Who would choose to be a woman?

The midwife had nearly finished a difficult stillbirth delivery when she looked up from the bloody mess in the bucket and sadly asked, “Who would choose to be a woman?” Her question stuck in my head. For me, it has come to symbolize all the frustration and unfairness and inequality that are everyday facts of life for the women here. I’ve been planning to write about these issues almost since I arrived, but the more I learn the more difficult it is to convey my thoughts in a neat little essay on the internet.

It’s hard to know where to start. The issues are too far-reaching and pervasive to permit a simple explanation. I had hoped to write a piece that would explain the “how” and the “why” of the issues, but it’s simply too complex. So – here is the unvarnished “what” of these problems, in no particular order. Draw your own conclusions.

Women can’t make their own medical decisions. When a woman comes into the hospital here, she is treated the same way we would treat a child at home. If she needs induction, someone has to call the husband. If she needs a caesarean section, someone has to call the husband. If the husband isn’t available, the nearest male relative has to make the decision. Even in emergencies, the hospital isn’t legally permitted to perform procedures without a consent form signed by a man who has authority to make decisions for the woman. As might be expected, this policy sometimes kills women and often kills their babies. It also leads to some stunning contradictions – if the midwives here were to become pregnant and need a C-section, they would have to convince their husbands to sign the form, even though the midwives know far more about what the procedure is and why it is needed. Not to mention that, at the end of the day, it’s their body.

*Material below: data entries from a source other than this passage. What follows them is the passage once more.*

//! Resource policies: which stamped resources a verifier accepts.

/// Predicate over a stamp's resource field.
///
/// Implemented for any `Fn(&str) -> bool + Send + Sync`, so a closure is
/// the usual way to supply one.
pub trait ResourcePolicy: Send + Sync {
    fn accept(&self, resource: &str) -> bool;
}

impl<F> ResourcePolicy for F
where
    F: Fn(&str) -> bool + Send + Sync,
{
    fn accept(&self, resource: &str) -> bool {
        self(resource)
    }
}

/// Accepts exactly one resource string, compared byte for byte.
#[derive(Clone, Debug, PartialEq, Eq)]
pub struct ExactResource(pub String);

impl ExactResource {
    pub fn new(resource: impl Into<String>) -> Self {
        Self(resource.into())
    }
}

impl ResourcePolicy for ExactResource {
    fn accept(&self, resource: &str) -> bool {
        self.0 == resource
    }
}

#[cfg(test)]
mod tests {
    use super::*;

    #[test]
    fn closures_are_policies() {
        let domain = |resource: &str| resource.ends_with("@example.com");
        assert!(domain.accept("alice@example.com"));
        assert!(!domain.accept("alice@example.org"));
    }

    #[test]
    fn exact_resource_is_case_sensitive() {
        let policy = ExactResource::new("someone@gmail.com");
        assert!(policy.accept("someone@gmail.com"));
        assert!(!policy.accept("Someone@gmail.com"));
        assert!(!policy.accept("someone@gmail.com "));
    }

    #[test]
    fn boxed_policy() {
        let policy: Box<dyn ResourcePolicy> = Box::new(|_: &str| false);
        assert!(!policy.accept("anything"));
    }
}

The C-section issue blends into the larger problem of family planning. Almost everyone here does family planning: they plan to have big, big family. We routinely see women who are coming in to have their tenth or even twelfth child; the highest number I have seen is fourteen. The desire for unlimited numbers of children leads to significant conflicts of interest when it comes to making medical decisions. A woman can only have a C-section three or at most four times, and typically once she’s had one C-section, the rest of her deliveries will also have to be C-sections. Clearly, having a C-section puts a severe limit on her ability to keep popping out kids, so husbands will often refuse consent and delay surgery as long as possible, sometimes until after the baby (or mother) is already dead.

It’s natural to wonder why everyone wants to have so many children. While the men’s motivation is somewhat ambiguous, ranging from ensuring some support in their old age to general concerns about masculinity to helping make Somaliland “a big country like America,” the women’s motivation is much simpler. If a woman doesn’t produce plenty of children, her husband will just go out and take a second wife (up to four are permitted under Islam) and she will be forgotten in a decaying house somewhere. If she keeps having children, she is more likely to remain in her husband’s favour and be better supported, along with her children – at least until menopause. Desperate middle-aged women sometimes show up saying they think they are pregnant, only to tell us that their last period was more than a year ago. Whether on not they can still have babies, the trip to the hospital for a maternity consult probably does good things for their status in the eyes of their husband.

Pregnancy (or lack thereof) is not the only reason for unnecessary trips to the hospital. At any given time, we usually have one or two women on the wards that are perfectly healthy, medically speaking. These usually get listed as something along the lines of “hysteria” or the more politically correct “conversion syndrome.” Their symptoms are usually mild, and change depending on who is asking them questions. Their history usually involves a fainting episode – the relatives bring them in if they don’t get back to normal fairly quickly – but a mysterious lack of any bruises, cuts or scrapes from the fall. Lab results, if any are taken, always come back normal.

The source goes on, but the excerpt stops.